------ RECORD EXCERPTS

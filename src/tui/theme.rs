//! Centralized theme module for TUI color constants and styles

use ratatui::prelude::*;
use tracing::debug;

use crate::config::ThemeMode;
use crate::grading::Tone;

/// Complete color palette for the TUI
#[derive(Debug, Clone)]
pub struct ThemeColors {
    // Band colors, one per tone
    pub tone_success: Color,
    pub tone_info: Color,
    pub tone_accent: Color,
    pub tone_caution: Color,
    pub tone_warning: Color,
    pub tone_danger: Color,

    // Table colors
    pub row_alt_bg: Color,
    pub index_color: Color,
    pub excluded: Color,
    pub header_style: Style,
    pub row_selected: Style,
    pub cell_focused: Style,

    // General colors
    pub muted: Color,
    pub title_color: Color,
    pub result_value: Style,

    // Tab colors
    pub tab_active_style: Style,
    pub tab_inactive_style: Style,

    // Status bar colors
    pub status_bar_bg: Color,
    pub status_key_color: Color,
    pub flash_success: Color,
    pub flash_error: Color,

    // Popup overlay colors
    pub popup_border: Color,
    pub popup_title: Style,
    pub popup_bg: Color,
}

impl ThemeColors {
    pub fn dark() -> Self {
        Self {
            tone_success: Color::Green,
            tone_info: Color::Blue,
            tone_accent: Color::Magenta,
            tone_caution: Color::Yellow,
            tone_warning: Color::Rgb(255, 150, 50),
            tone_danger: Color::Red,
            row_alt_bg: Color::Indexed(235),
            index_color: Color::DarkGray,
            excluded: Color::DarkGray,
            header_style: Style::new().bold(),
            row_selected: Style::new().bg(Color::Indexed(238)),
            cell_focused: Style::new().reversed(),
            muted: Color::Gray,
            title_color: Color::Cyan,
            result_value: Style::new().fg(Color::Cyan).bold(),
            tab_active_style: Style::new().fg(Color::Cyan).bold(),
            tab_inactive_style: Style::new().fg(Color::DarkGray),
            status_bar_bg: Color::Indexed(236),
            status_key_color: Color::Cyan,
            flash_success: Color::Green,
            flash_error: Color::Red,
            popup_border: Color::Cyan,
            popup_title: Style::new().fg(Color::Cyan).bold(),
            popup_bg: Color::Indexed(234),
        }
    }

    pub fn light() -> Self {
        Self {
            tone_success: Color::Rgb(22, 130, 60),
            tone_info: Color::Rgb(30, 90, 200),
            tone_accent: Color::Rgb(90, 60, 190),
            tone_caution: Color::Rgb(170, 120, 0),
            tone_warning: Color::Rgb(200, 100, 20),
            tone_danger: Color::Rgb(190, 30, 30),
            row_alt_bg: Color::Indexed(254),
            index_color: Color::Gray,
            excluded: Color::Gray,
            header_style: Style::new().bold(),
            row_selected: Style::new().bg(Color::Indexed(252)),
            cell_focused: Style::new().reversed(),
            muted: Color::DarkGray,
            title_color: Color::Blue,
            result_value: Style::new().fg(Color::Blue).bold(),
            tab_active_style: Style::new().fg(Color::Blue).bold(),
            tab_inactive_style: Style::new().fg(Color::Gray),
            status_bar_bg: Color::Indexed(253),
            status_key_color: Color::Blue,
            flash_success: Color::Rgb(22, 130, 60),
            flash_error: Color::Rgb(190, 30, 30),
            popup_border: Color::Blue,
            popup_title: Style::new().fg(Color::Blue).bold(),
            popup_bg: Color::Indexed(255),
        }
    }

    /// Color for a classification band
    pub fn tone_color(&self, tone: Tone) -> Color {
        match tone {
            Tone::Success => self.tone_success,
            Tone::Info => self.tone_info,
            Tone::Accent => self.tone_accent,
            Tone::Caution => self.tone_caution,
            Tone::Warning => self.tone_warning,
            Tone::Danger => self.tone_danger,
        }
    }
}

/// Pick the palette for the configured mode. `Auto` asks the terminal for
/// its background luminance and falls back to dark when it cannot tell.
pub fn resolve_theme(mode: ThemeMode) -> ThemeColors {
    match mode {
        ThemeMode::Dark => ThemeColors::dark(),
        ThemeMode::Light => ThemeColors::light(),
        ThemeMode::Auto => match terminal_light::luma() {
            Ok(luma) if luma > 0.6 => {
                debug!(luma, "light terminal background detected");
                ThemeColors::light()
            }
            Ok(_) => ThemeColors::dark(),
            Err(e) => {
                debug!(error = %e, "could not detect terminal background");
                ThemeColors::dark()
            }
        },
    }
}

------------

Could you set down every record exactly as given?

filename src/tui/theme.rs
//! Centralized theme module for TUI color constants and styles

use ratatui::prelude::*;
use tracing::debug;

use crate::config::ThemeMode;
use crate::grading::Tone;

/// Complete color palette for the TUI
#[derive(Debug, Clone)]
pub struct ThemeColors {
    // Band colors, one per tone
    pub tone_success: Color,
    pub tone_info: Color,
    pub tone_accent: Color,
    pub tone_caution: Color,
    pub tone_warning: Color,
    pub tone_danger: Color,

    // Table colors
    pub row_alt_bg: Color,
    pub index_color: Color,
    pub excluded: Color,
    pub header_style: Style,
    pub row_selected: Style,
    pub cell_focused: Style,

    // General colors
    pub muted: Color,
    pub title_color: Color,
    pub result_value: Style,

    // Tab colors
    pub tab_active_style: Style,
    pub tab_inactive_style: Style,

    // Status bar colors
    pub status_bar_bg: Color,
    pub status_key_color: Color,
    pub flash_success: Color,
    pub flash_error: Color,

    // Popup overlay colors
    pub popup_border: Color,
    pub popup_title: Style,
    pub popup_bg: Color,
}

impl ThemeColors {
    pub fn dark() -> Self {
        Self {
            tone_success: Color::Green,
            tone_info: Color::Blue,
            tone_accent: Color::Magenta,
            tone_caution: Color::Yellow,
            tone_warning: Color::Rgb(255, 150, 50),
            tone_danger: Color::Red,
            row_alt_bg: Color::Indexed(235),
            index_color: Color::DarkGray,
            excluded: Color::DarkGray,
            header_style: Style::new().bold(),
            row_selected: Style::new().bg(Color::Indexed(238)),
            cell_focused: Style::new().reversed(),
            muted: Color::Gray,
            title_color: Color::Cyan,
            result_value: Style::new().fg(Color::Cyan).bold(),
            tab_active_style: Style::new().fg(Color::Cyan).bold(),
            tab_inactive_style: Style::new().fg(Color::DarkGray),
            status_bar_bg: Color::Indexed(236),
            status_key_color: Color::Cyan,
            flash_success: Color::Green,
            flash_error: Color::Red,
            popup_border: Color::Cyan,
            popup_title: Style::new().fg(Color::Cyan).bold(),
            popup_bg: Color::Indexed(234),
        }
    }

    pub fn light() -> Self {
        Self {
            tone_success: Color::Rgb(22, 130, 60),
            tone_info: Color::Rgb(30, 90, 200),
            tone_accent: Color::Rgb(90, 60, 190),
            tone_caution: Color::Rgb(170, 120, 0),
            tone_warning: Color::Rgb(200, 100, 20),
            tone_danger: Color::Rgb(190, 30, 30),
            row_alt_bg: Color::Indexed(254),
            index_color: Color::Gray,
            excluded: Color::Gray,
            header_style: Style::new().bold(),
            row_selected: Style::new().bg(Color::Indexed(252)),
            cell_focused: Style::new().reversed(),
            muted: Color::DarkGray,
            title_color: Color::Blue,
            result_value: Style::new().fg(Color::Blue).bold(),
            tab_active_style: Style::new().fg(Color::Blue).bold(),
            tab_inactive_style: Style::new().fg(Color::Gray),
            status_bar_bg: Color::Indexed(253),
            status_key_color: Color::Blue,
            flash_success: Color::Rgb(22, 130, 60),
            flash_error: Color::Rgb(190, 30, 30),
            popup_border: Color::Blue,
            popup_title: Style::new().fg(Color::Blue).bold(),
            popup_bg: Color::Indexed(255),
        }
    }

    /// Color for a classification band
    pub fn tone_color(&self, tone: Tone) -> Color {
        match tone {
            Tone::Success => self.tone_success,
            Tone::Info => self.tone_info,
            Tone::Accent => self.tone_accent,
            Tone::Caution => self.tone_caution,
            Tone::Warning => self.tone_warning,
            Tone::Danger => self.tone_danger,
        }
    }
}

/// Pick the palette for the configured mode. `Auto` asks the terminal for
/// its background luminance and falls back to dark when it cannot tell.
pub fn resolve_theme(mode: ThemeMode) -> ThemeColors {
    match mode {
        ThemeMode::Dark => ThemeColors::dark(),
        ThemeMode::Light => ThemeColors::light(),
        ThemeMode::Auto => match terminal_light::luma() {
            Ok(luma) if luma > 0.6 => {
                debug!(luma, "light terminal background detected");
                ThemeColors::light()
            }
            Ok(_) => ThemeColors::dark(),
            Err(e) => {
                debug!(error = %e, "could not detect terminal background");
                ThemeColors::dark()
            }
        },
    }
}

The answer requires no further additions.